For all functional studies and for all groups, quantitative sensory testing (QST) was performed using a 1.6 cm × 1.6 cm contact thermode (TSA-II, Medoc Advanced Medical Systems, Ramat Yishai, Israel) prior to the MR session. The temperature increased from a 32°C baseline temperature at the 1^°C/sec rate until stopped by the subject at the first onset of pain while the corresponding temperature was recorded as the pain threshold (THR).

For stimulation during functional imaging, 3 blocks of stimulation (30s baseline/15s stimulation @THR+1) were delivered from a baseline temperature of 32°C using the same probe that was used during QST. The rate of temperature change was 4°C/sec. The 15 seconds pain stimulation period did not include the ramp-up and ramp-down periods of the thermode from the baseline temperature. The ramps were modeled in defining the explanatory variables (EVs) for fMRI data analysis.

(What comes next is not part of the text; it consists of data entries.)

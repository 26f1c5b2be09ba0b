//! Semantic routing: map a query to the best-matching enabled plugin.
//!
//! With an embedder configured, the router compares the query embedding
//! against every cached keyword embedding of every enabled plugin and takes
//! the global argmax. The similarity must strictly exceed the cutoff; on a
//! tied maximum the plugin registered first wins, which is deterministic
//! because the registry iterates in registration order.
//!
//! Without an embedder the router degrades to lowercase keyword containment
//! and never produces a numeric score.

use std::sync::Arc;
use tracing::{debug, warn};

use crate::errors::{CoreError, CoreResult};
use crate::plugins::descriptor::PluginEntry;
use crate::plugins::registry::PluginRegistry;
use crate::routing::cache::EmbeddingCache;
use crate::routing::embedding::{cosine_similarity, Embedder};
use crate::types::{MatchReason, MatchScore, Query, RoutingDecision};

pub struct SemanticRouter {
    registry: Arc<PluginRegistry>,
    embedder: Option<Arc<dyn Embedder>>,
    cache: EmbeddingCache,
    similarity_cutoff: f32,
}

impl SemanticRouter {
    pub fn new(
        registry: Arc<PluginRegistry>,
        embedder: Option<Arc<dyn Embedder>>,
        similarity_cutoff: f32,
        cache_size: usize,
    ) -> Self {
        Self {
            registry,
            embedder,
            cache: EmbeddingCache::new(cache_size),
            similarity_cutoff,
        }
    }

    /// Routing has no side effects on plugin state; it only populates the
    /// query-embedding cache and the per-plugin keyword-embedding caches.
    pub async fn route(&self, query: &Query) -> RoutingDecision {
        let entries = self.registry.entries_in_order().await;

        if let Some(embedder) = &self.embedder {
            match self.route_by_embedding(embedder.as_ref(), query, &entries).await {
                Ok(decision) => return decision,
                Err(e) => {
                    warn!("embedding unavailable, degrading to keyword match: {}", e);
                }
            }
        }
        Self::route_by_keyword(query, &entries)
    }

    /// Eagerly computes keyword embeddings for every registered plugin.
    /// Optional; the routing pass populates them lazily otherwise.
    pub async fn warm_embeddings(&self) -> CoreResult<()> {
        if let Some(embedder) = &self.embedder {
            for entry in self.registry.entries_in_order().await {
                self.keyword_embeddings(embedder.as_ref(), &entry).await?;
            }
        }
        Ok(())
    }

    async fn route_by_embedding(
        &self,
        embedder: &dyn Embedder,
        query: &Query,
        entries: &[Arc<PluginEntry>],
    ) -> CoreResult<RoutingDecision> {
        let query_embedding = self.query_embedding(embedder, query.text()).await?;

        let mut best: Option<(&str, f32)> = None;
        for entry in entries {
            if !entry.is_enabled() {
                continue;
            }
            let keyword_embeddings = self.keyword_embeddings(embedder, entry).await?;
            for keyword_embedding in keyword_embeddings.iter() {
                let similarity = cosine_similarity(&query_embedding, keyword_embedding);
                // Strictly greater, so the first plugin to reach the maximum
                // keeps it on ties.
                if best.map_or(true, |(_, s)| similarity > s) {
                    best = Some((entry.name.as_str(), similarity));
                }
            }
        }

        match best {
            Some((name, similarity)) if similarity > self.similarity_cutoff => {
                debug!(plugin = %name, similarity, "embedding match");
                Ok(RoutingDecision {
                    plugin: Some(name.to_string()),
                    score: MatchScore::Similarity(similarity),
                    reason: MatchReason::EmbeddingMatch,
                })
            }
            _ => Ok(RoutingDecision::no_match()),
        }
    }

    /// Degraded mode: lowercase containment of any keyword in the query.
    /// First registered plugin with a containing keyword wins.
    fn route_by_keyword(query: &Query, entries: &[Arc<PluginEntry>]) -> RoutingDecision {
        let haystack = query.text().to_lowercase();
        for entry in entries {
            if !entry.is_enabled() {
                continue;
            }
            let matched = entry
                .keywords
                .iter()
                .any(|keyword| haystack.contains(&keyword.to_lowercase()));
            if matched {
                debug!(plugin = %entry.name, "keyword match");
                return RoutingDecision {
                    plugin: Some(entry.name.clone()),
                    score: MatchScore::Keyword(true),
                    reason: MatchReason::KeywordMatch,
                };
            }
        }
        RoutingDecision::no_match()
    }

    async fn query_embedding(&self, embedder: &dyn Embedder, text: &str) -> CoreResult<Vec<f32>> {
        if let Some(cached) = self.cache.get(text) {
            return Ok(cached);
        }
        let embedding = embedder.embed(text).await.map_err(embed_error)?;
        self.cache.put(text, embedding.clone());
        Ok(embedding)
    }

    /// Keyword embeddings are computed once per plugin and cached in its
    /// registry entry.
    async fn keyword_embeddings(
        &self,
        embedder: &dyn Embedder,
        entry: &PluginEntry,
    ) -> CoreResult<Arc<Vec<Vec<f32>>>> {
        {
            let cached = entry.keyword_embeddings.read().await;
            if let Some(embeddings) = cached.as_ref() {
                return Ok(Arc::clone(embeddings));
            }
        }

        let mut embeddings = Vec::with_capacity(entry.keywords.len());
        for keyword in &entry.keywords {
            embeddings.push(embedder.embed(keyword).await.map_err(embed_error)?);
        }
        let embeddings = Arc::new(embeddings);

        let mut cached = entry.keyword_embeddings.write().await;
        // Another routing pass may have raced us here; either result is
        // identical, so last write wins.
        *cached = Some(Arc::clone(&embeddings));
        Ok(embeddings)
    }
}

/// Failures crossing the `Embedder` seam surface uniformly as
/// `CoreError::Embedding`.
fn embed_error(e: CoreError) -> CoreError {
    match e {
        CoreError::Embedding(_) => e,
        other => CoreError::Embedding(other.to_string()),
    }
}
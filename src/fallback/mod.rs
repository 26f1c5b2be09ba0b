//! Fallback cascade and its reasoning backends.

pub mod cascade;
pub mod local;
pub mod remote;

pub use cascade::FallbackCascade;
pub use local::GenerativeModel;
#[cfg(feature = "llm")]
pub use local::LocalLlamaModel;
pub use remote::RemoteReasoningClient;
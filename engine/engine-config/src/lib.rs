//! Centralized configuration loading from config.toml.
//!
//! This crate provides the configuration structs and loading logic shared by
//! the engine components and the arena binary.
//!
//! # Configuration Priority
//!
//! Settings are loaded with the following priority (highest to lowest):
//! 1. Environment variables (`NOGO_<SECTION>_<KEY>`)
//! 2. config.toml file
//! 3. Built-in defaults (config.defaults.toml)
//!
//! # Environment Variable Override Pattern
//!
//! ```text
//! NOGO_<SECTION>_<KEY>=value
//!
//! Examples:
//!     NOGO_COMMON_LOG_LEVEL=debug
//!     NOGO_BOARD_WIDTH=7
//!     NOGO_MCTS_NUM_SIMULATIONS=5000
//!     NOGO_MCTS_SEED=42
//!     NOGO_ARENA_WHITE="name=mcts role=white T=200"
//! ```

mod defaults;
mod loader;
mod structs;

pub use defaults::*;
pub use loader::{apply_env_overrides, load_config, load_from_path, CONFIG_SEARCH_PATHS};
pub use structs::*;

All data were collected on a 3 Tesla Siemens Trio scanner with an 8-channel phased array head coil (Erlangen, Germany). For structural data, high resolution, T₁-weighted datasets were collected from each patient using a 3D MPRAGE pulse sequence (TR/TE/TI = 2100/2.74/1100 ms, FA = 12, 128 sagittal slices, res = 1.33 × 1.0 × 1.0 mm³). For acquiring functional data, a Gradient Echo (GE) echo planar imaging (EPI) sequence (TE/TR = 30/2500, res = 3.5 × 3.5 × 3.5 mm³, matrix = 64 × 64, 74 volumes, 41 slices) was used.